Oregon law allows anyone 15 or older to consent to physical health care. So Casey can vaccinate most her of high schoolers without first informing their parent.

She tells students that if they want to start dealing with their own health care, they have to educate themselves.

“'Do you know what the illnesses are that we’re preventing? Why do we want to prevent them? What are the things?'" she tells them. "So it’s helping them be advocates … We do go over scenarios: 'What if your mom finds out because you tell them?' We’re not going to send any information home, but what would it look like if you decided to tell your mom: 'Look, I went in for a measles shot?'”

In the case of that 16-year-old, Casey put her on a waiting list for a series of vaccines. Each time she became eligible for another shot, she’d come into the school health center.

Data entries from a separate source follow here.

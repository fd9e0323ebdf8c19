//! Paragraph-aligned text chunking for rewrite passes.
//!
//! Chunks are built from whole paragraphs so the rewriting service always sees
//! complete sentences. The target size is a soft bound: a paragraph is never
//! split, so one longer than the target becomes its own oversized chunk.

/// Split `text` into ordered chunks of roughly `target_size` characters.
///
/// Paragraphs are the lines between `\n` (or `\r\n`) delimiters. Each paragraph
/// is kept whole and followed by a newline inside its chunk; chunks are trimmed
/// and never empty. Sizes are counted in characters, not bytes.
pub fn chunk_by_paragraphs(text: &str, target_size: usize) -> Vec<String> {
    let mut chunks = Vec::new();
    let mut current = String::new();
    let mut current_len = 0usize;

    for paragraph in text.split('\n') {
        let paragraph = paragraph.strip_suffix('\r').unwrap_or(paragraph);
        let paragraph_len = paragraph.chars().count();

        if current_len + paragraph_len > target_size && current_len > 0 {
            push_trimmed(&mut chunks, &current);
            current.clear();
            current_len = 0;
        }

        current.push_str(paragraph);
        current.push('\n');
        current_len += paragraph_len + 1;
    }

    push_trimmed(&mut chunks, &current);
    chunks
}

fn push_trimmed(chunks: &mut Vec<String>, segment: &str) {
    let trimmed = segment.trim();
    if !trimmed.is_empty() {
        chunks.push(trimmed.to_string());
    }
}
use super::{DocumentSource, TextExtractor};
use crate::error::ExtractionError;

/// Text extraction from PDF files via lopdf.
#[derive(Debug, Default, Clone, Copy)]
pub struct PdfExtractor;

impl TextExtractor for PdfExtractor {
    fn extract_text(&self, source: &DocumentSource) -> Result<String, ExtractionError> {
        extract_text_from_bytes(&source.bytes)
    }
}

/// Extract text from PDF bytes, page by page in page order.
///
/// Pages whose content cannot be decoded contribute nothing; a file lopdf
/// cannot parse at all is unreadable.
pub fn extract_text_from_bytes(pdf_bytes: &[u8]) -> Result<String, ExtractionError> {
    let doc = lopdf::Document::load_mem(pdf_bytes)
        .map_err(|e| ExtractionError::Unreadable(format!("Failed to parse PDF: {e}")))?;

    let mut pages: Vec<u32> = doc.get_pages().keys().cloned().collect();
    pages.sort();

    let mut full_text = String::new();
    let mut skipped = 0usize;

    for page_num in &pages {
        let page_text = match doc.extract_text(&[*page_num]) {
            Ok(text) => text,
            Err(e) => {
                tracing::debug!(page = *page_num, error = %e, "Skipping undecodable page");
                skipped += 1;
                continue;
            }
        };
        full_text.push_str(&page_text);
        if !page_text.ends_with('\n') && !page_text.is_empty() {
            full_text.push('\n');
        }
    }

    tracing::debug!(
        chars = full_text.chars().count(),
        pages = pages.len(),
        skipped,
        "Extracted PDF text"
    );

    Ok(full_text)
}

#[cfg(test)]
mod tests {
    use super::*;
    use lopdf::{dictionary, Document, Object, Stream};

    /// Build a PDF with one page per entry, each showing its text in Helvetica.
    fn create_pdf(page_texts: &[&str]) -> Vec<u8> {
        let mut doc = Document::with_version("1.4");

        let font_id = doc.add_object(dictionary! {
            "Type" => "Font",
            "Subtype" => "Type1",
            "BaseFont" => "Helvetica",
        });
        let resources_id = doc.add_object(dictionary! {
            "Font" => dictionary! {
                "F1" => font_id,
            },
        });

        let mut page_ids = Vec::new();
        for text in page_texts {
            let content = format!(
                "BT /F1 12 Tf 100 700 Td ({}) Tj ET",
                text.replace('\\', "\\\\")
                    .replace('(', "\\(")
                    .replace(')', "\\)")
            );
            let content_id = doc.add_object(Stream::new(dictionary! {}, content.into_bytes()));
            page_ids.push(doc.add_object(dictionary! {
                "Type" => "Page",
                "MediaBox" => vec![0.into(), 0.into(), 612.into(), 792.into()],
                "Resources" => resources_id,
                "Contents" => content_id,
            }));
        }

        let kids: Vec<Object> = page_ids.iter().map(|&id| id.into()).collect();
        let pages_id = doc.add_object(dictionary! {
            "Type" => "Pages",
            "Kids" => kids,
            "Count" => Object::Integer(page_texts.len() as i64),
        });
        for page_id in &page_ids {
            if let Ok(Object::Dictionary(dict)) = doc.get_object_mut(*page_id) {
                dict.set("Parent", pages_id);
            }
        }

        let catalog_id = doc.add_object(dictionary! {
            "Type" => "Catalog",
            "Pages" => pages_id,
        });
        doc.trailer.set("Root", catalog_id);

        let mut buffer = Vec::new();
        doc.save_to(&mut buffer).unwrap();
        buffer
    }

    #[test]
    fn test_extracts_pages_in_order() {
        let bytes = create_pdf(&["Ivanov signed", "Phone 89991234567"]);
        let text = extract_text_from_bytes(&bytes).unwrap();

        let first = text.find("Ivanov").expect("page 1 text");
        let second = text.find("89991234567").expect("page 2 text");
        assert!(first < second, "pages out of order: {text:?}");
    }

    #[test]
    fn test_extractor_reads_source_bytes() {
        let source = DocumentSource::new("scan.pdf", create_pdf(&["Hello World"]));
        let text = PdfExtractor.extract_text(&source).unwrap();
        assert!(text.contains("Hello"), "got: {text:?}");
    }

    #[test]
    fn test_garbage_is_unreadable() {
        let err = extract_text_from_bytes(b"this is not a valid pdf file").unwrap_err();
        assert!(matches!(err, ExtractionError::Unreadable(_)));
        assert!(err.to_string().contains("Failed to parse PDF"));
    }

    #[test]
    fn test_empty_file_is_unreadable() {
        assert!(extract_text_from_bytes(&[]).is_err());
    }
}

Her parents never saw a bill. Instead, the costs were covered by either a state vaccination program or the ‘Oregon Health Plan.’

“We had this really nice rapport and trust," Casey said. "And by the end of her catching up to her immunization schedule, over like a year and a half period, she had told her mom. And her mom was not thrilled, but she respected it.”

Back in Vancouver, leukemia patient Shona Carter tears up at her current situation: stuck at home to stay safe from the measles.

She said she appreciates students and everyone else who gets vaccinated.

“You’re part of an entire community," she said. "And there are people who are elderly who have compromised immune systems that you are also helping to protect.”